Care home fees – the facts
Cate home fees must be paid if your personal assets, that also include the value of your property, are over £23,500. After this point your local authority will make a decision on the amount that you will have to pay. It may be the full amount, or it may be subsidised. This depends upon your personal circumstances and the level of care that is required.
How to avoid care home fees
So, what happens if you are over the threshold to receive funded care? There are several things that you can do to reduce the amount that you have to pay. We will look at what you can do if you have plenty of time to plan ahead, or if a move to a care home is imminent.
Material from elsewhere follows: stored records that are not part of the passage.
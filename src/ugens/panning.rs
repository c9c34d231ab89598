//! Panning and spatialization UGens.

use crate::signal::Signal;
use crate::synthdef::{fixed, ugen};

ugen! {
    /// Equal-power balance between two channels.
    Balance2[ar, kr](outputs: fixed(2)) {
        left: required,
        right: required,
        position: 0.0,
        level: 1.0,
    }
}

ugen! {
    /// Two-channel ambisonic B-format panner.
    BiPanB2[ar, kr](outputs: fixed(3)) {
        in_a: required,
        in_b: required,
        azimuth: required,
        gain: 1.0,
    }
}

ugen! {
    /// Decode two-dimensional B-format to a speaker ring.
    multi(4) DecodeB2[ar, kr] {
        w: required,
        x: required,
        y: required,
        orientation: 0.5,
    }
}

ugen! {
    /// Two-channel equal-power panner.
    Pan2[ar, kr](outputs: fixed(2)) {
        source: required,
        position: 0.0,
        level: 1.0,
    }
}

ugen! {
    /// Four-channel equal-power panner.
    Pan4[ar, kr](outputs: fixed(4)) {
        source: required,
        x_position: 0,
        y_position: 0,
        gain: 1,
    }
}

ugen! {
    /// Azimuth panner over an arbitrary speaker ring.
    multi(1) PanAz[ar, kr] {
        source: required,
        position: 0,
        amplitude: 1,
        width: 2,
        orientation: 0.5,
    }
}

ugen! {
    /// Ambisonic B-format panner.
    PanB[ar, kr](outputs: fixed(3)) {
        source: required,
        azimuth: 0,
        elevation: 0,
        gain: 1,
    }
}

ugen! {
    /// Two-dimensional ambisonic B-format panner.
    PanB2[ar, kr](outputs: fixed(3)) {
        source: required,
        azimuth: 0,
        gain: 1,
    }
}

ugen! {
    /// Rotate a two-channel sound field.
    Rotate2[ar, kr](outputs: fixed(2)) {
        x: required,
        y: required,
        position: 0,
    }
}

ugen! {
    /// Equal-power crossfade between two inputs.
    XFade2[ar, kr](pure: true) {
        in_a: required,
        in_b: 0,
        pan: 0,
        level: 1,
    }
}

/// Spread an array of channels evenly across the stereo field.
///
/// Expands into one `Pan2` per source channel, mixed down to a stereo
/// pair, with optional equal-power level compensation.
#[derive(Debug, Clone)]
pub struct Splay {
    sources: Signal,
    spread: Signal,
    level: Signal,
    center: Signal,
    level_compensation: bool,
}

impl Splay {
    pub fn new(sources: impl Into<Signal>) -> Self {
        Splay {
            sources: sources.into(),
            spread: Signal::Const(1.0),
            level: Signal::Const(1.0),
            center: Signal::Const(0.0),
            level_compensation: true,
        }
    }

    pub fn spread(mut self, value: impl Into<Signal>) -> Self {
        self.spread = value.into();
        self
    }

    pub fn level(mut self, value: impl Into<Signal>) -> Self {
        self.level = value.into();
        self
    }

    pub fn center(mut self, value: impl Into<Signal>) -> Self {
        self.center = value.into();
        self
    }

    pub fn level_compensation(mut self, enabled: bool) -> Self {
        self.level_compensation = enabled;
        self
    }

    pub fn ar(self) -> Signal {
        let sources = super::basic::flatten_signals(self.sources);
        let count = sources.len().max(1);
        let level = if self.level_compensation {
            self.level * Signal::Const(1.0 / count as f32).sqrt()
        } else {
            self.level
        };
        let mut panned = Vec::with_capacity(count);
        for (index, source) in sources.into_iter().enumerate() {
            let position = if count == 1 {
                Signal::Const(0.0)
            } else {
                Signal::Const(index as f32 * 2.0 / (count as f32 - 1.0) - 1.0)
            };
            let position = position * self.spread.clone() + self.center.clone();
            panned.push(Pan2::new(source).position(position).ar());
        }
        super::basic::Mix::multichannel(Signal::Vector(panned), 2) * level
    }
}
Before you enter the care home process One option is to leave your assess to someone else, as an inheritance, and to keep a small personal income for yourself. When planning ahead it is also a good idea to purchase a long term annuity for your care needs. What this does is that it allows you to make regular payments that will meet the entire cost of care when it is needed. This just needs to be set in motion many years beforehand. If you wish to use your home to fund your care, then this is another option that will allow you to release equity, or even downsize so as to rehearse much needed equity, without depleting all of your life’s savings.
Imminent transfer to care home When you do not have the luxury of time, then the availability of funds may be somewhat difficult to find. However, there are still a few options that can help you reduce those expensive care home fees. Releasing equity is one option as is a deferred repayment scheme. Another option is to divide your money between family members, so that you are means tested on what you have. This is a good option if you are planning to release money upon your death.
In an ideal world you need plenty of time to plan for expensive care home costs. Some ways in which to lessen those expensive care home fees include annuity of care home fees, but as already explained, this needs careful consideration and should be done many years before a care home is needed. Renting out property, releasing the equity of your property and deferred payment options are also good choices.